Reproduce the closing part of the entries exactly: the line with "level II grants;" and all lines after it, ending with the last line, and nothing else.

[Provided data — start]

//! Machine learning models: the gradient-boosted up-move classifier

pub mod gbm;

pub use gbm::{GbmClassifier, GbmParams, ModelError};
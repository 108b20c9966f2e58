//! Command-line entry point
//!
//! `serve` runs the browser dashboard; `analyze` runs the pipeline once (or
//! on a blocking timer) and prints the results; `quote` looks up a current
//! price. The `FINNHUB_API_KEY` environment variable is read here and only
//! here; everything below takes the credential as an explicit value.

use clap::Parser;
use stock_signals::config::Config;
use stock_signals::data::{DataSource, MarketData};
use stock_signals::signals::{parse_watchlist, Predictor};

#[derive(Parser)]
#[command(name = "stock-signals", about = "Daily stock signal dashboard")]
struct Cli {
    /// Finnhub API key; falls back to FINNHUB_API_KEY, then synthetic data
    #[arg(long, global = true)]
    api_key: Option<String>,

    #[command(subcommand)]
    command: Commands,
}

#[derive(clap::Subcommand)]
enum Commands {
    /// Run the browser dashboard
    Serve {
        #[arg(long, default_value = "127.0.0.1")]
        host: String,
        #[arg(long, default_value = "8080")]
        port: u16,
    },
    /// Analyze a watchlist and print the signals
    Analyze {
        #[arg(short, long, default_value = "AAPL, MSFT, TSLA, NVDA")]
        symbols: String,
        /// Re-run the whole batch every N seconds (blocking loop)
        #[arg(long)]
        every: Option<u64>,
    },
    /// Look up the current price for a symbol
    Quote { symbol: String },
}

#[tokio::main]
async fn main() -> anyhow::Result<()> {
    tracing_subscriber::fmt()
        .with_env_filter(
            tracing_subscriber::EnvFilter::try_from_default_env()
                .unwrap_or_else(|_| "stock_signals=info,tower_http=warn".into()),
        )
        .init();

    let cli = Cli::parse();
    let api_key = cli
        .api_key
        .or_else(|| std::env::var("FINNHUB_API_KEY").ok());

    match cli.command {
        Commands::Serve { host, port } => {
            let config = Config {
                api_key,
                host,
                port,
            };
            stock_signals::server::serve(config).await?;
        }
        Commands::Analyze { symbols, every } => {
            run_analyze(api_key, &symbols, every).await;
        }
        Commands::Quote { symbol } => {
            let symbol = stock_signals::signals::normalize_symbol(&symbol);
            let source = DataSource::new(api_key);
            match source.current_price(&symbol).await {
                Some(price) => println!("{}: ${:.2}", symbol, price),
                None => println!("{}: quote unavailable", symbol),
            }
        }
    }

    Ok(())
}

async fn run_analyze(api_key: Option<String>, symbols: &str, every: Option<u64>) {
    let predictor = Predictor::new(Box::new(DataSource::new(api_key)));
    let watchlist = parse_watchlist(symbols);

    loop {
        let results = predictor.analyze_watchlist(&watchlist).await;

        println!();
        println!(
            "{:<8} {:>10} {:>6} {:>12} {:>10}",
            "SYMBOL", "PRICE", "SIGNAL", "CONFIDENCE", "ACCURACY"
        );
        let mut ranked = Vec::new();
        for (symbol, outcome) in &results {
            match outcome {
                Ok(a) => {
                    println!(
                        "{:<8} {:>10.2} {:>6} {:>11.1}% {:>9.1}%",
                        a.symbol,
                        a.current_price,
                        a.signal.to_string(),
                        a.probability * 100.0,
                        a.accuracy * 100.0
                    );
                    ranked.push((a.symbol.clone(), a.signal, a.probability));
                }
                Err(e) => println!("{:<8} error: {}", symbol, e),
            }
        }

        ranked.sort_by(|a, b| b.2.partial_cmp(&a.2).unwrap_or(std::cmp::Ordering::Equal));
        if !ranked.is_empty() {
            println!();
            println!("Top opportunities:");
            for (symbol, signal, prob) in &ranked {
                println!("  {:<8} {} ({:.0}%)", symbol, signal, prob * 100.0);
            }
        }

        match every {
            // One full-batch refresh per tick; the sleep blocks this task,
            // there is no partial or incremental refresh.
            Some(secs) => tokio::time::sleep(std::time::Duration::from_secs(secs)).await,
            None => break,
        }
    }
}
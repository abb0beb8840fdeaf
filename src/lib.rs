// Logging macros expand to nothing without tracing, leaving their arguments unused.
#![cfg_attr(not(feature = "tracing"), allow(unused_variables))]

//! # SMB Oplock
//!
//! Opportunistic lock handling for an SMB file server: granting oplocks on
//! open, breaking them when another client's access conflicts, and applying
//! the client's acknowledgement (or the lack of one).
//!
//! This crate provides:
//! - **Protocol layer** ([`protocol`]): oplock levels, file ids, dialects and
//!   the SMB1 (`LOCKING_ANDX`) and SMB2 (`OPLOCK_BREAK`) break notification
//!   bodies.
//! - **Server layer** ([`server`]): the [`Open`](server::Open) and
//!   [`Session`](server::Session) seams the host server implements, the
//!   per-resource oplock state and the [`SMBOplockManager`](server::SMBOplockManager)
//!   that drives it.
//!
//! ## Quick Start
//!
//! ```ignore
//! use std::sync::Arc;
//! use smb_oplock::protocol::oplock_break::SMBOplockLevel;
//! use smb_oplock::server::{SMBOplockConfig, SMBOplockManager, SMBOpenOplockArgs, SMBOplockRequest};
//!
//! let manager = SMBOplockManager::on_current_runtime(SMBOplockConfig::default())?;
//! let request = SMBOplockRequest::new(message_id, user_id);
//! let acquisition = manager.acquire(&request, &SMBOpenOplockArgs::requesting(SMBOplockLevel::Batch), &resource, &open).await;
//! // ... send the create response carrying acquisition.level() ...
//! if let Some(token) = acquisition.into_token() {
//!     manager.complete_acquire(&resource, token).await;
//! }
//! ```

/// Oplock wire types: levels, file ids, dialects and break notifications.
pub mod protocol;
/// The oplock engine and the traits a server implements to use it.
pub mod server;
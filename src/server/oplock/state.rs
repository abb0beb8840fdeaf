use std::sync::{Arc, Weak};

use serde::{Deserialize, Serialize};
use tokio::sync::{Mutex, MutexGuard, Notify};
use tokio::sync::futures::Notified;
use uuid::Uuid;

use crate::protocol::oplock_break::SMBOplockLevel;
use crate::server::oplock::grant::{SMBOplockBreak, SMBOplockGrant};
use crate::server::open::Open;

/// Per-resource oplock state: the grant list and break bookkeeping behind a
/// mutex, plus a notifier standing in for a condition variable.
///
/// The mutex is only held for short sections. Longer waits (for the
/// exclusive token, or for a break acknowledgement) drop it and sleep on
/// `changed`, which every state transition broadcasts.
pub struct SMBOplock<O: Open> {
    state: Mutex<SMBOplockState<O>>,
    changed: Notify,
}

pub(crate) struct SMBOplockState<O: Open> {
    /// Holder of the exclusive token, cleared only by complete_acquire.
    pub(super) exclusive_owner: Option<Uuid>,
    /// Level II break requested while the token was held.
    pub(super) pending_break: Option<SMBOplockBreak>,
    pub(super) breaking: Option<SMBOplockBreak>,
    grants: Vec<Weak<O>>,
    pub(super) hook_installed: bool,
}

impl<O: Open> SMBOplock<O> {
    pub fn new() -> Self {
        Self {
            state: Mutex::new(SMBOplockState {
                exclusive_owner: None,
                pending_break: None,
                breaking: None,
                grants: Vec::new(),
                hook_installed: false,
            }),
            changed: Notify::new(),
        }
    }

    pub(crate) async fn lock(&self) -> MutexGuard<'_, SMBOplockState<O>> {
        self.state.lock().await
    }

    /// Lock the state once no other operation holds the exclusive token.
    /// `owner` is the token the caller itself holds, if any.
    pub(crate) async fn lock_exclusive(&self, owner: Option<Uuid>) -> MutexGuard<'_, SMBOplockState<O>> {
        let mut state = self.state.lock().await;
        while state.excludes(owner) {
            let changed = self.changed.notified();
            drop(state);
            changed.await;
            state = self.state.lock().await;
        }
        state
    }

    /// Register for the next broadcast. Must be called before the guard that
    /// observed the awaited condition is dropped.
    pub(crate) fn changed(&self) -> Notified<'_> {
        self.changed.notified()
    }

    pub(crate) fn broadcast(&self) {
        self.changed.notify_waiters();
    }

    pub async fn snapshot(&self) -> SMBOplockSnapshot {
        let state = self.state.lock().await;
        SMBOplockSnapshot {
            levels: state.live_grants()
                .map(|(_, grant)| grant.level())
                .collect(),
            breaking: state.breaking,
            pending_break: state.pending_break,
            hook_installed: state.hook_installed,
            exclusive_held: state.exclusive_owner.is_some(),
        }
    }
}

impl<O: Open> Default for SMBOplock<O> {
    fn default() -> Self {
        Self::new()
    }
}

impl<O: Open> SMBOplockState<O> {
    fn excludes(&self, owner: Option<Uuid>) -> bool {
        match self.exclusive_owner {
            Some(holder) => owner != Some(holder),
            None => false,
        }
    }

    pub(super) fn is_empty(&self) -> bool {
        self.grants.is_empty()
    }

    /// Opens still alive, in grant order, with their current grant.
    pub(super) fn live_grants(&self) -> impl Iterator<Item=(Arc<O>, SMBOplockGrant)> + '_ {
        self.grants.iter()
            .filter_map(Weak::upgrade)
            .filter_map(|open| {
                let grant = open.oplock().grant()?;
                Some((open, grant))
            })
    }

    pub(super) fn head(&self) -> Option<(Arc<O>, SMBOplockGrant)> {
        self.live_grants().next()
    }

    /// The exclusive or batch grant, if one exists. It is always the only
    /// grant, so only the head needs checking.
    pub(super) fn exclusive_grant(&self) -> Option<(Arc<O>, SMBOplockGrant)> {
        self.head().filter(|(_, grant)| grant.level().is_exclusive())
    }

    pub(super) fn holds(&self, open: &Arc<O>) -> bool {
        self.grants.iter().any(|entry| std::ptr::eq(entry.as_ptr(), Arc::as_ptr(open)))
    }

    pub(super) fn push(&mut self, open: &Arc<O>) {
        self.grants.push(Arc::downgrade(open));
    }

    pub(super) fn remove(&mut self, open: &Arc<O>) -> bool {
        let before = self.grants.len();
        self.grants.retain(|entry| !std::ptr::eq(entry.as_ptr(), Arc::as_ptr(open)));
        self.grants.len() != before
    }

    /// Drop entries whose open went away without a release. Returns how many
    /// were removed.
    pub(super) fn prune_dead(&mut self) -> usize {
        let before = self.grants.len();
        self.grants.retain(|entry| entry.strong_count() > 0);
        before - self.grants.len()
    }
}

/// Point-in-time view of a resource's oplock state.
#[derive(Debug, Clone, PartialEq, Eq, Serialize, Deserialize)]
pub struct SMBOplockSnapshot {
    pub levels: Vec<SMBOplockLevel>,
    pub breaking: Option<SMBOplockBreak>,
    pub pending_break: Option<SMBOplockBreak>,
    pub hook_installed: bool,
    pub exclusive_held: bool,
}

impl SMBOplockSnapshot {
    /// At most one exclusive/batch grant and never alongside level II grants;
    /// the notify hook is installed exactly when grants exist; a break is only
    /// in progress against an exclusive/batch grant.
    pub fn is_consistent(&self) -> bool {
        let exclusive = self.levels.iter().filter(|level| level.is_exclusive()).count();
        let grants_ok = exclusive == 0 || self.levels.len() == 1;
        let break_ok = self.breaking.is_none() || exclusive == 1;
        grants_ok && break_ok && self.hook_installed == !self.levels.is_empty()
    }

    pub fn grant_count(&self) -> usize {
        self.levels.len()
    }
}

[Provided data — finish]

(Answer to the problem)
    /// At most one exclusive/batch grant and never alongside level II grants;
    /// the notify hook is installed exactly when grants exist; a break is only
    /// in progress against an exclusive/batch grant.
    pub fn is_consistent(&self) -> bool {
        let exclusive = self.levels.iter().filter(|level| level.is_exclusive()).count();
        let grants_ok = exclusive == 0 || self.levels.len() == 1;
        let break_ok = self.breaking.is_none() || exclusive == 1;
        grants_ok && break_ok && self.hook_installed == !self.levels.is_empty()
    }

    pub fn grant_count(&self) -> usize {
        self.levels.len()
    }
}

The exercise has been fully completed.